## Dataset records
....................
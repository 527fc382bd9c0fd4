//! [`AuthService`]: login, registration and the current identity.

use swoply_core::{
  account::{Account, AccountPatch, NewAccount},
  form::RegistrationForm,
  session::SessionPointer,
  store::MarketStore,
};
use tracing::{debug, info, warn};

use crate::{AuthError, CredentialHasher, Result, Verification};

/// Profile fields an account holder may change themselves.
///
/// For the optional fields, `Some(None)` clears the stored value.
#[derive(Debug, Clone, Default)]
pub struct ProfileUpdate {
  pub name:   Option<String>,
  pub phone:  Option<Option<String>>,
  pub avatar: Option<Option<String>>,
}

impl From<ProfileUpdate> for AccountPatch {
  fn from(u: ProfileUpdate) -> Self {
    AccountPatch {
      name: u.name,
      phone: u.phone,
      avatar: u.avatar,
      ..Default::default()
    }
  }
}

/// The session context of one front end.
///
/// Holds the logged-in account, if any, and mirrors it into the store's
/// session pointer so a later [`AuthService::restore`] picks it up again.
pub struct AuthService<S> {
  store:   S,
  hasher:  CredentialHasher,
  current: Option<Account>,
}

impl<S: MarketStore> AuthService<S> {
  /// Build a service and resume the persisted session, if its account still
  /// exists.
  pub async fn restore(store: S, hasher: CredentialHasher) -> Result<Self> {
    let current = match store.load_session().await.map_err(AuthError::store)? {
      Some(pointer) => {
        let account = store
          .get_account(pointer.account_id)
          .await
          .map_err(AuthError::store)?;
        if account.is_none() {
          debug!(account_id = %pointer.account_id, "session points at a missing account");
        }
        account
      }
      None => None,
    };

    Ok(Self { store, hasher, current })
  }

  pub fn store(&self) -> &S { &self.store }

  pub fn current(&self) -> Option<&Account> { self.current.as_ref() }

  pub fn is_authenticated(&self) -> bool { self.current.is_some() }

  /// The current account, or [`AuthError::NotAuthenticated`].
  pub fn require_current(&self) -> Result<&Account> {
    self.current.as_ref().ok_or(AuthError::NotAuthenticated)
  }

  /// Log in with an email and credential.
  ///
  /// An unknown email and a wrong credential are reported as different
  /// errors.
  pub async fn login(&mut self, email: &str, credential: &str) -> Result<Account> {
    let email = email.trim();
    let account = self
      .store
      .get_account_by_email(email)
      .await
      .map_err(AuthError::store)?
      .ok_or_else(|| {
        warn!("login failed: unknown email");
        AuthError::AccountNotFound
      })?;

    let account = match self.hasher.verify(credential, &account.credential_hash)? {
      Verification::Match => account,
      Verification::LegacyMatch => self.upgrade_credential(account, credential).await?,
      Verification::Mismatch => {
        warn!(account_id = %account.account_id, "login failed: wrong credential");
        return Err(AuthError::WrongCredential);
      }
    };

    self.start_session(account).await
  }

  /// Create an account from the sign-up form and log it in straight away.
  /// The new account starts unverified.
  pub async fn register(&mut self, form: &RegistrationForm) -> Result<Account> {
    form.validate()?;
    let email = form.email.trim().to_owned();

    if self
      .store
      .get_account_by_email(&email)
      .await
      .map_err(AuthError::store)?
      .is_some()
    {
      return Err(AuthError::EmailTaken);
    }

    let input = NewAccount {
      email,
      phone: form.phone(),
      credential_hash: self.hasher.hash(&form.password)?,
      name: form.name.trim().to_owned(),
      verified: false,
      avatar: None,
    };

    // The store re-checks the email atomically; a concurrent registration may
    // have claimed it since the lookup above.
    let account = self
      .store
      .create_account(input)
      .await
      .map_err(AuthError::store)?
      .ok_or(AuthError::EmailTaken)?;

    info!(account_id = %account.account_id, "account registered");
    self.start_session(account).await
  }

  /// Forget the current identity and the persisted session pointer.
  pub async fn logout(&mut self) -> Result<()> {
    self.store.clear_session().await.map_err(AuthError::store)?;
    if let Some(account) = self.current.take() {
      info!(account_id = %account.account_id, "logged out");
    }
    Ok(())
  }

  /// Merge `update` into the current account and refresh the in-memory copy.
  pub async fn update_profile(&mut self, update: ProfileUpdate) -> Result<Account> {
    let account_id = self.require_current()?.account_id;

    let updated = self
      .store
      .update_account(account_id, update.into())
      .await
      .map_err(AuthError::store)?
      .ok_or(AuthError::AccountNotFound)?;

    debug!(%account_id, "profile updated");
    self.current = Some(updated.clone());
    Ok(updated)
  }

  async fn start_session(&mut self, account: Account) -> Result<Account> {
    self
      .store
      .save_session(SessionPointer::now(account.account_id))
      .await
      .map_err(AuthError::store)?;
    info!(account_id = %account.account_id, "session started");
    self.current = Some(account.clone());
    Ok(account)
  }

  /// Replace a legacy checksum with an Argon2id digest.
  async fn upgrade_credential(&self, account: Account, credential: &str) -> Result<Account> {
    let patch = AccountPatch {
      credential_hash: Some(self.hasher.hash(credential)?),
      ..Default::default()
    };
    let upgraded = self
      .store
      .update_account(account.account_id, patch)
      .await
      .map_err(AuthError::store)?
      .ok_or(AuthError::AccountNotFound)?;
    info!(account_id = %upgraded.account_id, "legacy credential upgraded");
    Ok(upgraded)
  }
}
....................
## The task
When you write the entries out again, keep every word and mark exactly as it is.

## Solution for this task
repository 527fc382bd9c0fd4
//! [`AuthService`]: login, registration and the current identity.

use swoply_core::{
  account::{Account, AccountPatch, NewAccount},
  form::RegistrationForm,
  session::SessionPointer,
  store::MarketStore,
};
use tracing::{debug, info, warn};

use crate::{AuthError, CredentialHasher, Result, Verification};

/// Profile fields an account holder may change themselves.
///
/// For the optional fields, `Some(None)` clears the stored value.
#[derive(Debug, Clone, Default)]
pub struct ProfileUpdate {
  pub name:   Option<String>,
  pub phone:  Option<Option<String>>,
  pub avatar: Option<Option<String>>,
}

impl From<ProfileUpdate> for AccountPatch {
  fn from(u: ProfileUpdate) -> Self {
    AccountPatch {
      name: u.name,
      phone: u.phone,
      avatar: u.avatar,
      ..Default::default()
    }
  }
}

/// The session context of one front end.
///
/// Holds the logged-in account, if any, and mirrors it into the store's
/// session pointer so a later [`AuthService::restore`] picks it up again.
pub struct AuthService<S> {
  store:   S,
  hasher:  CredentialHasher,
  current: Option<Account>,
}

impl<S: MarketStore> AuthService<S> {
  /// Build a service and resume the persisted session, if its account still
  /// exists.
  pub async fn restore(store: S, hasher: CredentialHasher) -> Result<Self> {
    let current = match store.load_session().await.map_err(AuthError::store)? {
      Some(pointer) => {
        let account = store
          .get_account(pointer.account_id)
          .await
          .map_err(AuthError::store)?;
        if account.is_none() {
          debug!(account_id = %pointer.account_id, "session points at a missing account");
        }
        account
      }
      None => None,
    };

    Ok(Self { store, hasher, current })
  }

  pub fn store(&self) -> &S { &self.store }

  pub fn current(&self) -> Option<&Account> { self.current.as_ref() }

  pub fn is_authenticated(&self) -> bool { self.current.is_some() }

  /// The current account, or [`AuthError::NotAuthenticated`].
  pub fn require_current(&self) -> Result<&Account> {
    self.current.as_ref().ok_or(AuthError::NotAuthenticated)
  }

  /// Log in with an email and credential.
  ///
  /// An unknown email and a wrong credential are reported as different
  /// errors.
  pub async fn login(&mut self, email: &str, credential: &str) -> Result<Account> {
    let email = email.trim();
    let account = self
      .store
      .get_account_by_email(email)
      .await
      .map_err(AuthError::store)?
      .ok_or_else(|| {
        warn!("login failed: unknown email");
        AuthError::AccountNotFound
      })?;

    let account = match self.hasher.verify(credential, &account.credential_hash)? {
      Verification::Match => account,
      Verification::LegacyMatch => self.upgrade_credential(account, credential).await?,
      Verification::Mismatch => {
        warn!(account_id = %account.account_id, "login failed: wrong credential");
        return Err(AuthError::WrongCredential);
      }
    };

    self.start_session(account).await
  }

  /// Create an account from the sign-up form and log it in straight away.
  /// The new account starts unverified.
  pub async fn register(&mut self, form: &RegistrationForm) -> Result<Account> {
    form.validate()?;
    let email = form.email.trim().to_owned();

    if self
      .store
      .get_account_by_email(&email)
      .await
      .map_err(AuthError::store)?
      .is_some()
    {
      return Err(AuthError::EmailTaken);
    }

    let input = NewAccount {
      email,
      phone: form.phone(),
      credential_hash: self.hasher.hash(&form.password)?,
      name: form.name.trim().to_owned(),
      verified: false,
      avatar: None,
    };

    // The store re-checks the email atomically; a concurrent registration may
    // have claimed it since the lookup above.
    let account = self
      .store
      .create_account(input)
      .await
      .map_err(AuthError::store)?
      .ok_or(AuthError::EmailTaken)?;

    info!(account_id = %account.account_id, "account registered");
    self.start_session(account).await
  }

  /// Forget the current identity and the persisted session pointer.
  pub async fn logout(&mut self) -> Result<()> {
    self.store.clear_session().await.map_err(AuthError::store)?;
    if let Some(account) = self.current.take() {
      info!(account_id = %account.account_id, "logged out");
    }
    Ok(())
  }

  /// Merge `update` into the current account and refresh the in-memory copy.
  pub async fn update_profile(&mut self, update: ProfileUpdate) -> Result<Account> {
    let account_id = self.require_current()?.account_id;

    let updated = self
      .store
      .update_account(account_id, update.into())
      .await
      .map_err(AuthError::store)?
      .ok_or(AuthError::AccountNotFound)?;

    debug!(%account_id, "profile updated");
    self.current = Some(updated.clone());
    Ok(updated)
  }

  async fn start_session(&mut self, account: Account) -> Result<Account> {
    self
      .store
      .save_session(SessionPointer::now(account.account_id))
      .await
      .map_err(AuthError::store)?;
    info!(account_id = %account.account_id, "session started");
    self.current = Some(account.clone());
    Ok(account)
  }

  /// Replace a legacy checksum with an Argon2id digest.
  async fn upgrade_credential(&self, account: Account, credential: &str) -> Result<Account> {
    let patch = AccountPatch {
      credential_hash: Some(self.hasher.hash(credential)?),
      ..Default::default()
    };
    let upgraded = self
      .store
      .update_account(account.account_id, patch)
      .await
      .map_err(AuthError::store)?
      .ok_or(AuthError::AccountNotFound)?;
    info!(account_id = %upgraded.account_id, "legacy credential upgraded");
    Ok(upgraded)
  }
}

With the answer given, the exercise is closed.